>>>>>

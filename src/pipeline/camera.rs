use std::{
    fmt,
    sync::{
        Arc,
        atomic::{AtomicBool, Ordering},
    },
    thread,
};

use crossbeam_channel::Sender;

use crate::{error::CameraError, types::Frame};

/// Backend-neutral handle for a capture device.
#[derive(Clone, Debug, PartialEq, Eq)]
pub enum CameraId {
    Index(u32),
    Path(String),
}

impl fmt::Display for CameraId {
    fn fmt(&self, f: &mut fmt::Formatter<'_>) -> fmt::Result {
        match self {
            CameraId::Index(idx) => write!(f, "#{idx}"),
            CameraId::Path(path) => f.write_str(path),
        }
    }
}

#[derive(Clone, Debug)]
pub struct CameraDevice {
    pub id: CameraId,
    pub label: String,
}

/// A running capture thread. Dropping it stops the device.
#[derive(Debug)]
pub struct CameraStream {
    stop: Arc<AtomicBool>,
    handle: Option<thread::JoinHandle<Result<(), CameraError>>>,
}

impl CameraStream {
    /// Run `capture` on its own thread; it must return once the flag is set.
    /// An early return, with or without an error, is reported by
    /// [`CameraStream::take_failure`].
    pub(crate) fn spawn<F>(capture: F) -> Self
    where
        F: FnOnce(Arc<AtomicBool>) -> Result<(), CameraError> + Send + 'static,
    {
        let stop = Arc::new(AtomicBool::new(false));
        let flag = stop.clone();
        Self {
            stop,
            handle: Some(thread::spawn(move || capture(flag))),
        }
    }

    pub fn stop(mut self) {
        self.shutdown();
    }

    pub fn is_running(&self) -> bool {
        self.handle.as_ref().is_some_and(|h| !h.is_finished())
    }

    /// The reason the capture thread ended on its own, once it has.
    pub fn take_failure(&mut self) -> Option<CameraError> {
        if !self.handle.as_ref().is_some_and(|h| h.is_finished()) {
            return None;
        }
        let handle = self.handle.take()?;
        match handle.join() {
            Ok(Ok(())) if self.stop.load(Ordering::SeqCst) => None,
            Ok(Ok(())) => Some(CameraError::Lost("capture ended unexpectedly".to_string())),
            Ok(Err(err)) => Some(err),
            Err(_) => Some(CameraError::Lost("capture thread panicked".to_string())),
        }
    }

    fn shutdown(&mut self) {
        self.stop.store(true, Ordering::SeqCst);
        if let Some(handle) = self.handle.take() {
            let _ = handle.join();
        }
    }
}

impl Drop for CameraStream {
    fn drop(&mut self) {
        self.shutdown();
    }
}

/// Sort an open failure into "the user said no" versus everything else.
pub fn classify_open_error(message: &str) -> CameraError {
    let lower = message.to_ascii_lowercase();
    let denied = ["permission", "denied", "not authorized", "unauthorized", "authoriz"]
        .iter()
        .any(|needle| lower.contains(needle));
    if denied {
        CameraError::PermissionDenied(message.to_string())
    } else {
        CameraError::Open(message.to_string())
    }
}

#[cfg(feature = "camera-nokhwa")]
pub use backend::{available_cameras, start_camera_stream};

#[cfg(not(feature = "camera-nokhwa"))]
pub fn available_cameras() -> Result<Vec<CameraDevice>, CameraError> {
    Err(CameraError::Unsupported)
}

#[cfg(not(feature = "camera-nokhwa"))]
pub fn start_camera_stream(_id: &CameraId, _frame_tx: Sender<Frame>) -> Result<CameraStream, CameraError> {
    Err(CameraError::Unsupported)
}

#[cfg(feature = "camera-nokhwa")]
mod backend {
    use std::{sync::atomic::Ordering, time::Instant};

    use nokhwa::{
        Buffer, Camera, NokhwaError,
        pixel_format::RgbFormat,
        query,
        utils::{ApiBackend, CameraIndex, FrameFormat, RequestedFormat, RequestedFormatType},
    };

    use super::*;
    use crate::pipeline::rgba_converter::{PixelLayout, convert_to_frame};

    // Built-in macOS cameras often reject YUYV even when it is reported.
    const PREFERRED_PIXEL_FORMATS: &[FrameFormat] = &[
        FrameFormat::RAWRGB,
        FrameFormat::RAWBGR,
        FrameFormat::GRAY,
        FrameFormat::YUYV,
        FrameFormat::NV12,
        FrameFormat::MJPEG,
    ];

    fn requested_formats() -> [RequestedFormat<'static>; 3] {
        [
            RequestedFormat::with_formats(
                RequestedFormatType::AbsoluteHighestFrameRate,
                PREFERRED_PIXEL_FORMATS,
            ),
            RequestedFormat::new::<RgbFormat>(RequestedFormatType::AbsoluteHighestFrameRate),
            RequestedFormat::new::<RgbFormat>(RequestedFormatType::None),
        ]
    }

    fn to_index(id: &CameraId) -> CameraIndex {
        match id {
            CameraId::Index(idx) => CameraIndex::Index(*idx),
            CameraId::Path(path) => CameraIndex::String(path.clone()),
        }
    }

    fn to_id(index: &CameraIndex) -> CameraId {
        match index {
            CameraIndex::Index(idx) => CameraId::Index(*idx),
            CameraIndex::String(path) => CameraId::Path(path.clone()),
        }
    }

    fn layout_of(format: FrameFormat) -> PixelLayout {
        match format {
            FrameFormat::NV12 => PixelLayout::Nv12,
            FrameFormat::YUYV => PixelLayout::Yuyv,
            FrameFormat::MJPEG => PixelLayout::Mjpeg,
            FrameFormat::RAWRGB => PixelLayout::Rgb,
            FrameFormat::RAWBGR => PixelLayout::Bgr,
            FrameFormat::GRAY => PixelLayout::Gray,
        }
    }

    fn map_error(err: NokhwaError) -> CameraError {
        classify_open_error(&err.to_string())
    }

    pub fn available_cameras() -> Result<Vec<CameraDevice>, CameraError> {
        let cameras = query(ApiBackend::Auto).map_err(map_error)?;
        Ok(cameras
            .into_iter()
            .map(|info| CameraDevice {
                id: to_id(info.index()),
                label: info.human_name(),
            })
            .collect())
    }

    fn open_camera(id: &CameraId) -> Result<Camera, CameraError> {
        let mut last_err = None;
        for requested in requested_formats() {
            match Camera::new(to_index(id), requested) {
                Ok(mut camera) => match camera.open_stream() {
                    Ok(()) => return Ok(camera),
                    Err(err) => last_err = Some(map_error(err)),
                },
                Err(err) => last_err = Some(map_error(err)),
            }
        }
        Err(last_err.unwrap_or_else(|| CameraError::Open(format!("no usable format for camera {id}"))))
    }

    fn decode(buffer: &Buffer) -> anyhow::Result<Frame> {
        let resolution = buffer.resolution();
        convert_to_frame(
            layout_of(buffer.source_frame_format()),
            buffer.buffer(),
            resolution.width_x,
            resolution.height_y,
        )
    }

    /// Open `id` and forward decoded frames to `frame_tx`, dropping frames
    /// while the consumer is behind.
    pub fn start_camera_stream(id: &CameraId, frame_tx: Sender<Frame>) -> Result<CameraStream, CameraError> {
        // Surface permission and open failures before spawning.
        drop(open_camera(id)?);

        let id = id.clone();
        Ok(CameraStream::spawn(move |stop| {
            let mut camera = open_camera(&id).inspect_err(|err| {
                log::error!("failed to reopen camera {id}: {err}");
            })?;
            log::info!("camera {id} streaming");

            while !stop.load(Ordering::Relaxed) {
                let started = Instant::now();
                let buffer = match camera.frame() {
                    Ok(buffer) => buffer,
                    Err(err) => {
                        log::warn!("camera frame read failed after {:?}: {err}", started.elapsed());
                        continue;
                    }
                };
                match decode(&buffer) {
                    Ok(frame) => {
                        let _ = frame_tx.try_send(frame);
                    }
                    Err(err) => log::warn!("failed to decode camera frame: {err:?}"),
                }
            }

            if let Err(err) = camera.stop_stream() {
                log::warn!("failed to stop camera {id}: {err}");
            }
            log::info!("camera {id} stopped");
            Ok(())
        }))
    }
}

#[cfg(test)]
mod tests {
    use super::*;

    #[test]
    fn permission_errors_are_recognised() {
        assert!(matches!(
            classify_open_error("Could not open device: Permission denied (os error 13)"),
            CameraError::PermissionDenied(_)
        ));
        assert!(matches!(
            classify_open_error("AVFoundation: camera access not authorized"),
            CameraError::PermissionDenied(_)
        ));
        assert!(matches!(
            classify_open_error("device busy"),
            CameraError::Open(_)
        ));
    }

    #[test]
    fn camera_ids_display_readably() {
        assert_eq!(CameraId::Index(2).to_string(), "#2");
        assert_eq!(CameraId::Path("/dev/video0".into()).to_string(), "/dev/video0");
    }

    #[test]
    fn stream_drop_joins_worker() {
        let (done_tx, done_rx) = crossbeam_channel::bounded(1);
        let stream = CameraStream::spawn(move |stop| {
            while !stop.load(Ordering::Relaxed) {
                thread::yield_now();
            }
            let _ = done_tx.send(());
            Ok(())
        });
        assert!(stream.is_running());
        drop(stream);
        assert!(done_rx.try_recv().is_ok(), "capture thread not joined on drop");
    }

    fn wait_finished(stream: &CameraStream) {
        let deadline = std::time::Instant::now() + std::time::Duration::from_secs(5);
        while stream.is_running() {
            assert!(std::time::Instant::now() < deadline, "capture thread never ended");
            thread::yield_now();
        }
    }

    #[test]
    fn capture_errors_are_reported_once() {
        let mut stream =
            CameraStream::spawn(|_| Err(CameraError::Open("device vanished".to_string())));
        wait_finished(&stream);
        assert!(matches!(stream.take_failure(), Some(CameraError::Open(msg)) if msg == "device vanished"));
        assert!(stream.take_failure().is_none());
    }

    #[test]
    fn capture_ending_without_stop_is_a_failure() {
        let mut stream = CameraStream::spawn(|_| Ok(()));
        wait_finished(&stream);
        assert!(matches!(stream.take_failure(), Some(CameraError::Lost(_))));
    }

    #[test]
    fn running_capture_has_no_failure() {
        let mut stream = CameraStream::spawn(|stop| {
            while !stop.load(Ordering::Relaxed) {
                thread::yield_now();
            }
            Ok(())
        });
        assert!(stream.take_failure().is_none());
        stream.stop();
    }
}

<<<<<

*WHAT TO WORK ON:*
From the first line of the material above down to the line with "a capture device.", output each line exactly; include both of those lines and add no others.

*RESULT BELOW:*
filename src/pipeline/camera.rs
use std::{
    fmt,
    sync::{
        Arc,
        atomic::{AtomicBool, Ordering},
    },
    thread,
};

use crossbeam_channel::Sender;

use crate::{error::CameraError, types::Frame};

/// Backend-neutral handle for a capture device.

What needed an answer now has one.